> Extracted material:
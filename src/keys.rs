//! Cache key composition
//!
//! Keys are ordered parameter lists joined with [`DELIMITER`]. Absent
//! segments become empty strings, except where a fallback token keeps
//! "no value" apart from "empty value":
//!
//! - [`AGGREGATE_TOKEN`] when no configuration id applies
//! - [`RAW_TOKEN`] when no normalization reference applies
//!
//! Namespaced keys prefix the same join with a literal segment so that two
//! views over one parameter tuple occupy distinct cache slots.

use std::fmt::Display;

/// Segment delimiter
pub const DELIMITER: &str = "|";

/// Stands in for a missing configuration id (aggregated over configs)
pub const AGGREGATE_TOKEN: &str = "agg";

/// Stands in for a missing normalization reference (raw values)
pub const RAW_TOKEN: &str = "raw";

/// Namespace of the relevant-entities view
pub const RELEVANT_NAMESPACE: &str = "rel";

/// A value that can appear as one key segment
pub trait KeySegment {
    /// String form of the segment
    fn segment(&self) -> String;
}

macro_rules! display_segment {
    ($($ty:ty),* $(,)?) => {
        $(
            impl KeySegment for $ty {
                fn segment(&self) -> String {
                    self.to_string()
                }
            }
        )*
    };
}

display_segment!(
    str, String, char, bool, i8, i16, i32, i64, isize, u8, u16, u32, u64, usize, f32, f64,
);

impl<T: KeySegment + ?Sized> KeySegment for &T {
    fn segment(&self) -> String {
        (**self).segment()
    }
}

impl<T: KeySegment> KeySegment for Option<T> {
    fn segment(&self) -> String {
        self.as_ref().map(KeySegment::segment).unwrap_or_default()
    }
}

/// Join segments with the key delimiter.
///
/// ```
/// use forecast_cache::keys::compose_key;
///
/// assert_eq!(compose_key(&[&"a", &None::<&str>, &3]), "a||3");
/// ```
pub fn compose_key(parts: &[&dyn KeySegment]) -> String {
    parts
        .iter()
        .map(|part| part.segment())
        .collect::<Vec<_>>()
        .join(DELIMITER)
}

/// Join segments behind a literal namespace segment
pub fn namespaced_key(namespace: &str, parts: &[&dyn KeySegment]) -> String {
    let rest = compose_key(parts);
    if parts.is_empty() {
        namespace.to_string()
    } else {
        format!("{namespace}{DELIMITER}{rest}")
    }
}

fn or_token<T: Display>(value: Option<T>, token: &str) -> String {
    value.map_or_else(|| token.to_string(), |v| v.to_string())
}

/// Workspace metadata
pub fn workspace_key(workspace: &str) -> String {
    compose_key(&[&workspace])
}

/// Methods and configurations available for a forecast date
pub fn methods_key(workspace: &str, date: &str) -> String {
    compose_key(&[&workspace, &date])
}

/// All entities for a method/config
pub fn entities_key(workspace: &str, date: &str, method_id: &str, config_id: Option<&str>) -> String {
    compose_key(&[&workspace, &date, &method_id, &or_token(config_id, AGGREGATE_TOKEN)])
}

/// Only the entities relevant for a method/config, kept apart from [`entities_key`]
pub fn relevant_entities_key(
    workspace: &str,
    date: &str,
    method_id: &str,
    config_id: Option<&str>,
) -> String {
    namespaced_key(
        RELEVANT_NAMESPACE,
        &[&workspace, &date, &method_id, &or_token(config_id, AGGREGATE_TOKEN)],
    )
}

/// Forecast values at one lead time and percentile.
///
/// ```
/// use forecast_cache::keys::forecast_values_key;
///
/// assert_eq!(
///     forecast_values_key("ws", "2024-01-01", "m", None, 24, 50, None),
///     "ws|2024-01-01|m|agg|24|50|raw"
/// );
/// ```
pub fn forecast_values_key(
    workspace: &str,
    date: &str,
    method_id: &str,
    config_id: Option<&str>,
    lead_hours: i64,
    percentile: u8,
    normalize_ref: Option<&str>,
) -> String {
    compose_key(&[
        &workspace,
        &date,
        &method_id,
        &or_token(config_id, AGGREGATE_TOKEN),
        &lead_hours,
        &percentile,
        &or_token(normalize_ref, RAW_TOKEN),
    ])
}

/// Synthesis over all methods at one percentile
pub fn synthesis_key(
    workspace: &str,
    date: &str,
    percentile: u8,
    normalize_ref: Option<&str>,
) -> String {
    compose_key(&[&workspace, &date, &percentile, &or_token(normalize_ref, RAW_TOKEN)])
}

/// Analog dates selected for one entity and lead time
pub fn analog_dates_key(
    workspace: &str,
    date: &str,
    method_id: &str,
    config_id: Option<&str>,
    entity_id: i64,
    lead_hours: i64,
) -> String {
    compose_key(&[
        &workspace,
        &date,
        &method_id,
        &or_token(config_id, AGGREGATE_TOKEN),
        &entity_id,
        &lead_hours,
    ])
}

#[cfg(test)]
mod tests {
    use super::*;
    use pretty_assertions::assert_eq;

    #[test]
    fn test_compose_key_empty_segments() {
        assert_eq!(compose_key(&[&"a", &None::<&str>, &3]), "a||3");
        assert_eq!(compose_key(&[&Some("x"), &Some(1.5)]), "x|1.5");
        assert_eq!(compose_key(&[]), "");
    }

    #[test]
    fn test_forecast_values_key_fallback_tokens() {
        assert_eq!(
            forecast_values_key("ws", "2024-01-01", "m", None, 24, 50, None),
            "ws|2024-01-01|m|agg|24|50|raw"
        );
        assert_eq!(
            forecast_values_key("ws", "2024-01-01", "m", Some("c1"), 48, 90, Some("p10")),
            "ws|2024-01-01|m|c1|48|90|p10"
        );
    }

    #[test]
    fn test_fallback_tokens_do_not_collide_with_empty_strings() {
        let absent = entities_key("ws", "2024-01-01", "m", None);
        let empty = entities_key("ws", "2024-01-01", "m", Some(""));
        assert_ne!(absent, empty);
        assert_eq!(empty, "ws|2024-01-01|m|");
    }

    #[test]
    fn test_relevant_entities_use_distinct_slot() {
        let all = entities_key("ws", "2024-01-01_12", "m1", Some("c1"));
        let relevant = relevant_entities_key("ws", "2024-01-01_12", "m1", Some("c1"));
        assert_eq!(all, "ws|2024-01-01_12|m1|c1");
        assert_eq!(relevant, "rel|ws|2024-01-01_12|m1|c1");
    }

    #[test]
    fn test_namespaced_key_without_parts() {
        assert_eq!(namespaced_key("rel", &[]), "rel");
    }

    #[test]
    fn test_domain_keys_share_workspace_prefix() {
        let keys = [
            workspace_key("ws1"),
            methods_key("ws1", "2024-01-01"),
            synthesis_key("ws1", "2024-01-01", 50, None),
            analog_dates_key("ws1", "2024-01-01", "m", None, 7, 24),
        ];
        for key in &keys {
            assert!(key.starts_with("ws1"), "{key}");
        }
        assert_eq!(keys[3], "ws1|2024-01-01|m|agg|7|24");
    }
}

> The task:
Write out the listing again. Keep every character the same.

> Output of the task:
filename src/keys.rs
//! Cache key composition
//!
//! Keys are ordered parameter lists joined with [`DELIMITER`]. Absent
//! segments become empty strings, except where a fallback token keeps
//! "no value" apart from "empty value":
//!
//! - [`AGGREGATE_TOKEN`] when no configuration id applies
//! - [`RAW_TOKEN`] when no normalization reference applies
//!
//! Namespaced keys prefix the same join with a literal segment so that two
//! views over one parameter tuple occupy distinct cache slots.

use std::fmt::Display;

/// Segment delimiter
pub const DELIMITER: &str = "|";

/// Stands in for a missing configuration id (aggregated over configs)
pub const AGGREGATE_TOKEN: &str = "agg";

/// Stands in for a missing normalization reference (raw values)
pub const RAW_TOKEN: &str = "raw";

/// Namespace of the relevant-entities view
pub const RELEVANT_NAMESPACE: &str = "rel";

/// A value that can appear as one key segment
pub trait KeySegment {
    /// String form of the segment
    fn segment(&self) -> String;
}

macro_rules! display_segment {
    ($($ty:ty),* $(,)?) => {
        $(
            impl KeySegment for $ty {
                fn segment(&self) -> String {
                    self.to_string()
                }
            }
        )*
    };
}

display_segment!(
    str, String, char, bool, i8, i16, i32, i64, isize, u8, u16, u32, u64, usize, f32, f64,
);

impl<T: KeySegment + ?Sized> KeySegment for &T {
    fn segment(&self) -> String {
        (**self).segment()
    }
}

impl<T: KeySegment> KeySegment for Option<T> {
    fn segment(&self) -> String {
        self.as_ref().map(KeySegment::segment).unwrap_or_default()
    }
}

/// Join segments with the key delimiter.
///
/// ```
/// use forecast_cache::keys::compose_key;
///
/// assert_eq!(compose_key(&[&"a", &None::<&str>, &3]), "a||3");
/// ```
pub fn compose_key(parts: &[&dyn KeySegment]) -> String {
    parts
        .iter()
        .map(|part| part.segment())
        .collect::<Vec<_>>()
        .join(DELIMITER)
}

/// Join segments behind a literal namespace segment
pub fn namespaced_key(namespace: &str, parts: &[&dyn KeySegment]) -> String {
    let rest = compose_key(parts);
    if parts.is_empty() {
        namespace.to_string()
    } else {
        format!("{namespace}{DELIMITER}{rest}")
    }
}

fn or_token<T: Display>(value: Option<T>, token: &str) -> String {
    value.map_or_else(|| token.to_string(), |v| v.to_string())
}

/// Workspace metadata
pub fn workspace_key(workspace: &str) -> String {
    compose_key(&[&workspace])
}

/// Methods and configurations available for a forecast date
pub fn methods_key(workspace: &str, date: &str) -> String {
    compose_key(&[&workspace, &date])
}

/// All entities for a method/config
pub fn entities_key(workspace: &str, date: &str, method_id: &str, config_id: Option<&str>) -> String {
    compose_key(&[&workspace, &date, &method_id, &or_token(config_id, AGGREGATE_TOKEN)])
}

/// Only the entities relevant for a method/config, kept apart from [`entities_key`]
pub fn relevant_entities_key(
    workspace: &str,
    date: &str,
    method_id: &str,
    config_id: Option<&str>,
) -> String {
    namespaced_key(
        RELEVANT_NAMESPACE,
        &[&workspace, &date, &method_id, &or_token(config_id, AGGREGATE_TOKEN)],
    )
}

/// Forecast values at one lead time and percentile.
///
/// ```
/// use forecast_cache::keys::forecast_values_key;
///
/// assert_eq!(
///     forecast_values_key("ws", "2024-01-01", "m", None, 24, 50, None),
///     "ws|2024-01-01|m|agg|24|50|raw"
/// );
/// ```
pub fn forecast_values_key(
    workspace: &str,
    date: &str,
    method_id: &str,
    config_id: Option<&str>,
    lead_hours: i64,
    percentile: u8,
    normalize_ref: Option<&str>,
) -> String {
    compose_key(&[
        &workspace,
        &date,
        &method_id,
        &or_token(config_id, AGGREGATE_TOKEN),
        &lead_hours,
        &percentile,
        &or_token(normalize_ref, RAW_TOKEN),
    ])
}

/// Synthesis over all methods at one percentile
pub fn synthesis_key(
    workspace: &str,
    date: &str,
    percentile: u8,
    normalize_ref: Option<&str>,
) -> String {
    compose_key(&[&workspace, &date, &percentile, &or_token(normalize_ref, RAW_TOKEN)])
}

/// Analog dates selected for one entity and lead time
pub fn analog_dates_key(
    workspace: &str,
    date: &str,
    method_id: &str,
    config_id: Option<&str>,
    entity_id: i64,
    lead_hours: i64,
) -> String {
    compose_key(&[
        &workspace,
        &date,
        &method_id,
        &or_token(config_id, AGGREGATE_TOKEN),
        &entity_id,
        &lead_hours,
    ])
}

#[cfg(test)]
mod tests {
    use super::*;
    use pretty_assertions::assert_eq;

    #[test]
    fn test_compose_key_empty_segments() {
        assert_eq!(compose_key(&[&"a", &None::<&str>, &3]), "a||3");
        assert_eq!(compose_key(&[&Some("x"), &Some(1.5)]), "x|1.5");
        assert_eq!(compose_key(&[]), "");
    }

    #[test]
    fn test_forecast_values_key_fallback_tokens() {
        assert_eq!(
            forecast_values_key("ws", "2024-01-01", "m", None, 24, 50, None),
            "ws|2024-01-01|m|agg|24|50|raw"
        );
        assert_eq!(
            forecast_values_key("ws", "2024-01-01", "m", Some("c1"), 48, 90, Some("p10")),
            "ws|2024-01-01|m|c1|48|90|p10"
        );
    }

    #[test]
    fn test_fallback_tokens_do_not_collide_with_empty_strings() {
        let absent = entities_key("ws", "2024-01-01", "m", None);
        let empty = entities_key("ws", "2024-01-01", "m", Some(""));
        assert_ne!(absent, empty);
        assert_eq!(empty, "ws|2024-01-01|m|");
    }

    #[test]
    fn test_relevant_entities_use_distinct_slot() {
        let all = entities_key("ws", "2024-01-01_12", "m1", Some("c1"));
        let relevant = relevant_entities_key("ws", "2024-01-01_12", "m1", Some("c1"));
        assert_eq!(all, "ws|2024-01-01_12|m1|c1");
        assert_eq!(relevant, "rel|ws|2024-01-01_12|m1|c1");
    }

    #[test]
    fn test_namespaced_key_without_parts() {
        assert_eq!(namespaced_key("rel", &[]), "rel");
    }

    #[test]
    fn test_domain_keys_share_workspace_prefix() {
        let keys = [
            workspace_key("ws1"),
            methods_key("ws1", "2024-01-01"),
            synthesis_key("ws1", "2024-01-01", 50, None),
            analog_dates_key("ws1", "2024-01-01", "m", None, 7, 24),
        ];
        for key in &keys {
            assert!(key.starts_with("ws1"), "{key}");
        }
        assert_eq!(keys[3], "ws1|2024-01-01|m|agg|7|24");
    }
}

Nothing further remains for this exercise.